When dealing with peak write throughput of 1.1GB/s (50×75GB/hour), we need to consider both the storage media and filesystem architecture. The key parameters:

Peak throughput: 1100MB/s (~1.1GB/s)
Connection: Dual 10GbE (20Gbps theoretical)
Protocol: NFSv4
Data characteristics: Large sequential files
Retention: 50-75TB total

ZFS can handle these speeds with proper configuration.

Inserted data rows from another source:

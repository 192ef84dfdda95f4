use std::fs;
use std::path::Path;
use std::process::Command;

use crate::error::PipelineError;

/// Page texts of one input document, in page order.
#[derive(Debug, Clone, Default, PartialEq, Eq)]
pub struct RawDocumentText {
    pub pages: Vec<String>,
}

impl RawDocumentText {
    pub fn text(&self) -> String {
        self.pages.join("\n")
    }
}

pub trait TextSource {
    /// File extension (without the dot) of documents this source can read.
    fn extension(&self) -> &str;

    fn extract_text(&self, path: &Path) -> Result<RawDocumentText, PipelineError>;
}

/// Renders the PDF text layer through poppler's `pdftotext`.
#[derive(Debug, Clone)]
pub struct PdftotextSource {
    pub max_pages: Option<usize>,
    pub keep_layout: bool,
}

impl Default for PdftotextSource {
    fn default() -> Self {
        Self {
            max_pages: None,
            keep_layout: true,
        }
    }
}

impl TextSource for PdftotextSource {
    fn extension(&self) -> &str {
        "pdf"
    }

    fn extract_text(&self, path: &Path) -> Result<RawDocumentText, PipelineError> {
        let mut command = Command::new("pdftotext");
        command.arg("-enc").arg("UTF-8").arg("-f").arg("1");
        if let Some(max_pages) = self.max_pages {
            command.arg("-l").arg(max_pages.to_string());
        }
        if self.keep_layout {
            command.arg("-layout");
        }
        command.arg(path).arg("-");

        let output = command.output().map_err(|err| {
            PipelineError::text_source(path, format!("failed to execute pdftotext: {err}"))
        })?;

        if !output.status.success() {
            let stderr = String::from_utf8_lossy(&output.stderr);
            return Err(PipelineError::text_source(
                path,
                format!("pdftotext returned non-zero exit status: {}", stderr.trim()),
            ));
        }

        let raw = String::from_utf8_lossy(&output.stdout);
        let pages = split_pages(&raw);
        if pages.is_empty() {
            return Err(PipelineError::text_source(path, "document has no text layer"));
        }

        Ok(RawDocumentText { pages })
    }
}

/// Reads text dumps that were rendered ahead of time; pages may be separated
/// by form feeds.
#[derive(Debug, Clone, Default)]
pub struct PlainTextSource;

impl TextSource for PlainTextSource {
    fn extension(&self) -> &str {
        "txt"
    }

    fn extract_text(&self, path: &Path) -> Result<RawDocumentText, PipelineError> {
        let bytes = fs::read(path).map_err(|err| PipelineError::text_source(path, err))?;
        let raw = String::from_utf8(bytes)
            .map_err(|err| PipelineError::text_source(path, format!("invalid UTF-8: {err}")))?;

        Ok(RawDocumentText {
            pages: split_pages(&raw),
        })
    }
}

fn split_pages(raw: &str) -> Vec<String> {
    let mut pages: Vec<String> = raw
        .split('\u{000C}')
        .map(|chunk| chunk.replace('\u{0000}', "").replace("\r\n", "\n"))
        .collect();

    while let Some(last_page) = pages.last() {
        if last_page.trim().is_empty() {
            pages.pop();
            continue;
        }
        break;
    }

    pages
}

Critical ZFS parameters for high-throughput writes:

# Example zpool creation for high-speed writes:
zpool create -o ashift=12 tank \
    mirror nvme0n1 nvme1n1 \
    mirror nvme2n1 nvme3n1 \
    -O recordsize=1M \
    -O compression=lz4 \
    -O atime=off \
    -O xattr=sa \
    -O logbias=throughput

Key considerations:

  • Use NVMe-based ZIL (ZFS Intent Log) for sync writes
  • Large record sizes (1M) match big file patterns
  • Disable atime and enable lz4 compression reduces IOPS load

A tiered approach balances cost and performance:

# Example Linux device-mapper setup for tiering:
# Fast tier (NVMe)
pvcreate /dev/nvme0n1
vgcreate fast_tier /dev/nvme0n1

# Capacity tier (HDD)
pvcreate /dev/sd[abcdef]
vgcreate slow_tier /dev/sd[abcdef]

# Create cache pool
lvcreate -L 500G -n cache_pool fast_tier
lvcreate -L 50G -n meta_pool fast_tier

# Create cached logical volume
lvcreate -l 100%FREE -n data_volume slow_tier
lvconvert --type cache --cachepool fast_tier/cache_pool \
          --cachemode writethrough \
          --metadatapool fast_tier/meta_pool \
          slow_tier/data_volume

Essential NFS server configurations:

# /etc/exports configuration:
/storage 10.0.0.0/24(rw,async,no_wdelay,no_root_squash,
                     no_subtree_check,insecure_locks,
                     sec=sys,fsid=0)

# Recommended sysctl tweaks:
net.core.rmem_max = 16777216
net.core.wmem_max = 16777216
net.ipv4.tcp_rmem = 4096 87380 16777216
net.ipv4.tcp_wmem = 4096 65536 16777216

Essential performance tools and their usage:

# FIO benchmark example for validation:
[global]
ioengine=libaio
direct=1
runtime=300
time_based

[write-test]
rw=write
bs=1M
size=100G
numjobs=4
iodepth=32
directory=/storage/test

# Monitoring commands:
zpool iostat -v tank 1
nfsiostat 1
iftop -nN -i eth0

If ZFS proves problematic at scale, consider:

  • Lustre filesystem with NVMe OSTs
  • Ceph with bluestore and NVMe journals
  • Pure SSD array with hardware RAID (consider Dell ME4 series)

For budget-conscious implementations, used enterprise NVMe drives (like Intel P4610/P4510) in ZFS mirrors provide excellent price/performance.